La foto de arriba pertenece a la última campaña lanzada por Benetton recientemente. Y las de abajo a la década de los 90, cuando al polémico fotógrafo Oliviero Toscani se le dio carta blanca en su creatividad para realizar la publicidad de la marca de ropa.

Muchas de ellas dieron la vuelta al mundo, cuando no fueron directamente censuradas poco después de su publicación.Hace tiempo la marca Benetton apostó fuerte por una publicidad que despertara conciencias, sin un resultado comercial claro más allá del mero posicionamiento como marca rompedora en su mensaje publicitario.

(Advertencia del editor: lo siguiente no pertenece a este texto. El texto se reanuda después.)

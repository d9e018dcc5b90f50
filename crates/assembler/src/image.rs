//! The image writer.
//!
//! A [`Program`] is what assembly produces: the entry point, one word
//! stream per emitted section (or per `.origin` chunk in kernel mode), and
//! the bss size. Kernel images are raw hex with `@origin` markers; user
//! images are an ELF32 executable rendered as hex words. Either way an
//! optional debug trailer is appended as text.

use std::io;

use dasm_object::elf32::{
    Address, FileHeader, FileType, Machine, Program as ProgramHeader, ProgramFlag, ProgramFlags,
    ProgramType,
};
use dasm_object::{write_bytes_as_hex_words, LittleEndian, WordStream, Write as _};

use crate::configuration::Mode;
use crate::debuginfo::DebugInfo;
use crate::section::PAGE_SIZE;

/// The output of one assembly run.
#[derive(Debug)]
pub struct Program {
    /// Mode the program was assembled in; decides the image format.
    pub mode: Mode,
    /// Absolute address of `_start` (0 when a kernel image defines none).
    pub entry_point: u32,
    /// Emitted word streams: text/rodata/data in user mode, one stream per
    /// `.origin` chunk in kernel mode.
    pub sections: Vec<WordStream>,
    /// Bytes of zero-initialized memory following the data section.
    pub bss_size: u32,
    /// Debug trailer content, when requested.
    pub debug: Option<DebugInfo>,
}

impl Program {
    /// Write the complete image, debug trailer included.
    pub fn write_image<B>(&self, buffer: &mut B) -> io::Result<()>
    where
        B: io::Write,
    {
        match self.mode {
            Mode::Kernel => self.write_kernel_image(buffer)?,
            Mode::User => self.write_user_image(buffer)?,
        }

        if let Some(debug) = &self.debug {
            debug.write_trailer(buffer)?;
        }

        Ok(())
    }

    /// Raw hex: every stream prints its origin marker followed by its words.
    fn write_kernel_image<B>(&self, buffer: &mut B) -> io::Result<()>
    where
        B: io::Write,
    {
        for stream in &self.sections {
            stream.write_origin_marker(buffer)?;
            stream.write_hex(buffer)?;
        }

        Ok(())
    }

    /// ELF32 executable: file header, three PT_LOAD headers, then the
    /// text/rodata/data payloads, all rendered as hex words.
    fn write_user_image<B>(&self, buffer: &mut B) -> io::Result<()>
    where
        B: io::Write,
    {
        debug_assert_eq!(self.sections.len(), 3);

        let mut headers = Vec::with_capacity(
            FileHeader::SIZE as usize + 3 * ProgramHeader::SIZE as usize,
        );

        FileHeader {
            r#type: FileType::ExecutableFile,
            machine: Machine::Dioptase,
            entry_point: Address(self.entry_point),
            program_header_count: 3,
        }
        .write::<LittleEndian, _>(&mut headers)?;

        let flags: [ProgramFlags; 3] = [
            ProgramFlag::Read | ProgramFlag::Execute,
            ProgramFlag::Read.into(),
            ProgramFlag::Read | ProgramFlag::Write,
        ];

        let mut offset = FileHeader::SIZE as u32 + 3 * ProgramHeader::SIZE as u32;
        for (index, stream) in self.sections.iter().enumerate() {
            let size_in_file = stream.size_in_bytes();
            let size_in_memory = if index == 2 {
                // The data segment also spans the bss.
                size_in_file + self.bss_size
            } else {
                size_in_file
            };

            ProgramHeader {
                r#type: ProgramType::Load,
                flags: flags[index],
                offset: Address(offset),
                virtual_address: Address(stream.origin()),
                size_in_file,
                size_in_memory,
                alignment: PAGE_SIZE as u32,
            }
            .write::<LittleEndian, _>(&mut headers)?;

            offset += size_in_file;
        }

        write_bytes_as_hex_words(&headers, buffer)?;

        for stream in &self.sections {
            stream.write_hex(buffer)?;
        }

        Ok(())
    }
}
//! The two-pass core.
//!
//! All mutable assembly state lives in one [`Assembly`] context threaded
//! through every parse function: the symbol tables, the section counters,
//! the current place (section or kernel flat space), and the pass-2 output
//! streams. Pass 1 walks every file to lay out addresses; pass 2 walks them
//! again to emit bytes.

use bstr::BStr;
use dasm_object::WordStream;

use crate::configuration::{Configuration, Mode};
use crate::debuginfo::{DebugInfo, DebugRecord, LabelRecord};
use crate::diagnostics::{Error, SourceContext};
use crate::image::Program;
use crate::scanner::{is_identifier_byte, Cursor};
use crate::section::{Section, SectionTable};
use crate::symbols::SymbolState;

/// Which traversal is running.
#[derive(Debug, Clone, Copy, PartialEq, Eq)]
pub(crate) enum Pass {
    Layout,
    Emit,
}

/// Where bytes currently go.
#[derive(Debug, Clone, Copy, PartialEq, Eq)]
pub(crate) enum Place {
    /// User mode before any section directive; nothing may be emitted.
    NoSection,
    /// Inside a user-mode section.
    In(Section),
    /// Kernel mode: one flat address space driven by `.origin`.
    Kernel,
}

/// Pass-2 output streams.
#[derive(Debug)]
pub(crate) enum Streams {
    /// Pass 1 emits nothing.
    Inactive,
    /// One stream per user section that occupies file bytes.
    User { text: WordStream, rodata: WordStream, data: WordStream },
    /// One stream per `.origin` chunk.
    Kernel(Vec<WordStream>),
}

/// The bundled state of one `assemble()` invocation.
#[derive(Debug)]
pub(crate) struct Assembly<'a> {
    pub(crate) mode: Mode,
    pub(crate) pass: Pass,
    pub(crate) file_index: usize,
    pub(crate) symbols: SymbolState<'a>,
    pub(crate) sections: SectionTable,
    pub(crate) place: Place,
    pub(crate) kernel_pc: u64,
    pub(crate) streams: Streams,
    pub(crate) debug_records: Vec<DebugRecord>,
    pub(crate) entry_point: u32,
}

/// Run both passes over the preprocessed sources and produce the program
/// descriptor.
pub(crate) fn run<'a>(
    configuration: &'a Configuration,
    preprocessed: &'a [String],
) -> Result<Program, Error> {
    let mut assembly = Assembly::new(configuration.mode, preprocessed.len());
    assembly.seed_defines(configuration)?;

    for (index, text) in preprocessed.iter().enumerate() {
        assembly.file_index = index;
        let mut cursor = Cursor::new(&configuration.sources[index].path, text);
        assembly.layout_file(&mut cursor)?;
    }

    assembly.finalize_layout()?;
    assembly.begin_emit();

    for (index, text) in preprocessed.iter().enumerate() {
        assembly.file_index = index;
        let mut cursor = Cursor::new(&configuration.sources[index].path, text);
        assembly.emit_file(&mut cursor)?;
    }

    Ok(assembly.into_program(configuration.debug))
}

impl<'a> Assembly<'a> {
    pub(crate) fn new(mode: Mode, file_count: usize) -> Self {
        Self {
            mode,
            pass: Pass::Layout,
            file_index: 0,
            symbols: SymbolState::new(file_count),
            sections: SectionTable::default(),
            place: match mode {
                Mode::User => Place::NoSection,
                Mode::Kernel => Place::Kernel,
            },
            kernel_pc: 0,
            streams: Streams::Inactive,
            debug_records: Vec::new(),
            entry_point: 0,
        }
    }

    /// Insert the command-line `.define`s into every file scope, ahead of
    /// any source text.
    fn seed_defines(&mut self, configuration: &'a Configuration) -> Result<(), Error> {
        for (name, value) in &configuration.defines {
            let context = || SourceContext {
                path: "<command line>".to_string(),
                line: 1,
                text: format!("-D {name}={value}"),
            };

            let valid = !name.is_empty()
                && (name.as_bytes()[0].is_ascii_alphabetic() || name.as_bytes()[0] == b'_')
                && name.bytes().all(is_identifier_byte);
            if !valid {
                return Err(Error::Syntax(context(), "Invalid constant name".to_string()));
            }

            let mut cursor = Cursor::new("<command line>", value);
            let parsed = cursor
                .literal()?
                .ok_or_else(|| Error::Syntax(context(), "Expected integer literal".to_string()))?;
            if !cursor.is_at_end() {
                return Err(Error::Syntax(context(), "Expected integer literal".to_string()));
            }

            let name = BStr::new(name.as_bytes());
            for scope in &mut self.symbols.scopes {
                if scope.defines.contains(name) {
                    return Err(Error::Symbol(
                        context(),
                        "constant has multiple definitions".to_string(),
                    ));
                }
                scope.defines.insert(name, parsed as u64, true, false);
            }
        }

        Ok(())
    }

    /// The address of the next byte to emit.
    pub(crate) fn pc(&self) -> u64 {
        match self.place {
            Place::Kernel => self.kernel_pc,
            Place::In(section) => {
                let index = section.index();
                match self.pass {
                    Pass::Layout => self.sections.offsets[index],
                    Pass::Emit => self.sections.bases[index] + self.sections.offsets[index],
                }
            }
            Place::NoSection => 0,
        }
    }

    /// Advance the current counter by `bytes`.
    pub(crate) fn advance(&mut self, bytes: u64) {
        match self.place {
            Place::Kernel => self.kernel_pc += bytes,
            Place::In(section) => self.sections.offsets[section.index()] += bytes,
            Place::NoSection => {}
        }
    }

    /// Finish pass 1: freeze sizes and bases, rewrite packed label values
    /// to absolute addresses, and resolve the entry point.
    fn finalize_layout(&mut self) -> Result<(), Error> {
        if self.mode == Mode::User {
            self.sections.finalize();

            for scope in &mut self.symbols.scopes {
                for entry in scope.labels.entries_mut() {
                    if entry.is_defined {
                        entry.value = self.sections.relocate(entry.value);
                    }
                }
                for entry in scope.defines.entries_mut() {
                    if entry.relocatable {
                        entry.value = self.sections.relocate(entry.value);
                    }
                }
            }
            for entry in self.symbols.globals.entries_mut() {
                if entry.is_defined {
                    entry.value = self.sections.relocate(entry.value);
                }
            }
        }

        let start = BStr::new("_start");
        if self.symbols.globals.has_definition(start) {
            self.entry_point =
                self.symbols.globals.get(start).map(|entry| entry.value as u32).unwrap_or(0);
        } else if self.mode == Mode::User {
            return Err(Error::MissingStart);
        }

        Ok(())
    }

    /// Reset the cursors of the world for pass 2 and open the output
    /// streams.
    fn begin_emit(&mut self) {
        self.pass = Pass::Emit;
        self.file_index = 0;
        self.sections.offsets = [0; 4];
        self.kernel_pc = 0;

        match self.mode {
            Mode::User => {
                self.place = Place::NoSection;
                self.streams = Streams::User {
                    text: WordStream::new(self.sections.bases[Section::Text.index()] as u32),
                    rodata: WordStream::new(self.sections.bases[Section::Rodata.index()] as u32),
                    data: WordStream::new(self.sections.bases[Section::Data.index()] as u32),
                };
            }
            Mode::Kernel => {
                self.place = Place::Kernel;
                self.streams = Streams::Kernel(vec![WordStream::new(0)]);
            }
        }
    }

    /// The stream bytes currently land in.
    pub(crate) fn current_stream(&mut self) -> &mut WordStream {
        match (&mut self.streams, self.place) {
            (Streams::Kernel(list), _) => {
                list.last_mut().expect("the kernel stream list is never empty")
            }
            (Streams::User { text, .. }, Place::In(Section::Text)) => text,
            (Streams::User { rodata, .. }, Place::In(Section::Rodata)) => rodata,
            (Streams::User { data, .. }, Place::In(Section::Data)) => data,
            _ => unreachable!("emission is checked against the current place first"),
        }
    }

    /// Collect the deduplicated, deterministically ordered label list for
    /// the debug trailer.
    fn collect_labels(&self) -> Vec<LabelRecord> {
        let mut labels: Vec<LabelRecord> = Vec::new();

        let all = self
            .symbols
            .scopes
            .iter()
            .flat_map(|scope| scope.labels.iter())
            .chain(self.symbols.globals.iter());

        for (name, entry) in all {
            if entry.is_defined {
                labels.push(LabelRecord {
                    name: name.to_string(),
                    addr: entry.value as u32,
                    is_data: entry.is_data,
                });
            }
        }

        labels.sort_by(|a, b| (a.addr, &a.name, a.is_data).cmp(&(b.addr, &b.name, b.is_data)));
        labels.dedup();

        labels
    }

    /// Consume the context into the program descriptor.
    fn into_program(self, want_debug: bool) -> Program {
        let debug = want_debug.then(|| DebugInfo {
            labels: self.collect_labels(),
            records: self.debug_records.clone(),
        });

        let sections = match self.streams {
            Streams::User { text, rodata, data } => vec![text, rodata, data],
            Streams::Kernel(list) => list,
            Streams::Inactive => Vec::new(),
        };

        let bss_size = match self.mode {
            Mode::User => self.sections.sizes[Section::Bss.index()] as u32,
            Mode::Kernel => 0,
        };

        Program { mode: self.mode, entry_point: self.entry_point, sections, bss_size, debug }
    }
}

Hacía tiempo ya, sin embargo, que la firma había dejado de lado el lado tremendamente provocador e incorrecto, límite trash, de sus anteriores campañas, y se había concentrado más en la propia venta de ropa antes que en el posicionamiento alternativo de marca. Esto sin demasiado éxito, sin embargo, ante la irrupción en el panorama de la moda de marcas como Zara o Mango, que siempre van un paso por delante en las tendencias fashionistas y que comieron mucho del terreno ganado por Benetton en los 80.
Su ropa se había vuelto demasiado conservadora, clásica y salía al mercado demasiado tarde, cuando ya todas sus competidoras directas en el target joven habían renovado sus colecciones varias veces en pocos meses. El sistema de gestión de la marca estaba haciendo aguas, debido fundamentalmente a la endogamia que sufría en su sistema de management: hermanos que dirigen, diseñan y tomas decisiones sobre la expansión e inversiones, y que no cuentan con la suficiente renovación desde el exterior que les haga reaccionar más rápidamente a los cambios que se estaban sucediendo en la moda de masas hacia finales de los 90 y el principio de esta década.
Ese mayor conservadurismo se reflejaba inevitablemente en su publicidad, que por una vez anunciaba ropa en lugar de otras cosas – aunque sin renunciar del todo al aire multirracial que se le quiso imprimir desde la época de Toscani .

Ahora parece ser que asistimos de nuevo a una vuelta ¿quizás? a la provocación de los 90, fruto probablemente del cambio a la cabeza de la dirección del grupo, con un nuevo Presidente General desde hace unos meses. Su última campaña lo demuestra: utilizan la violencia doméstica para vender ropa. No solamente eso, sino que se permiten jugar con las palabras y su logo se ha cambiado por esta frase “Colors of Domestic Violence”. ¿Hasta qué punto es lícito eso? ¿Se puede frivolizar de esta manera sobre los moratones de los golpes en la cara de las víctimas y asociarlas a la ropa, la cual, por supuesto, tiene que conseguirle beneficios a alguien? Sinceramente creo que no.
Así como en las fotos de Toscani, la defensa de la igualdad de razas, presentada de manera más o menos chocante, era una postura totalmente lícita en su principio, la equiparación de los moratones de las víctimas con el nombre de la marca me parece dar un paso peligroso hacia la frivolidad en el tratamiento de este tremendo drama. Y es que utilizar la última tendencia de la publicidad de trasfondo social cuando se hace con el fin de generar beneficios a una sociedad privada con ánimo de lucro, puede revelarse como una estrategia no muy acertada dependiendo del leit-motiv que se elija.
Actualización 1 de Junio: Pareciera ser que la campaña podría ser un fake, tal como se detalla en este blog. De momento en la web oficial de Benetton no hay ninguna comunicación al respecto. Estaremos atentos.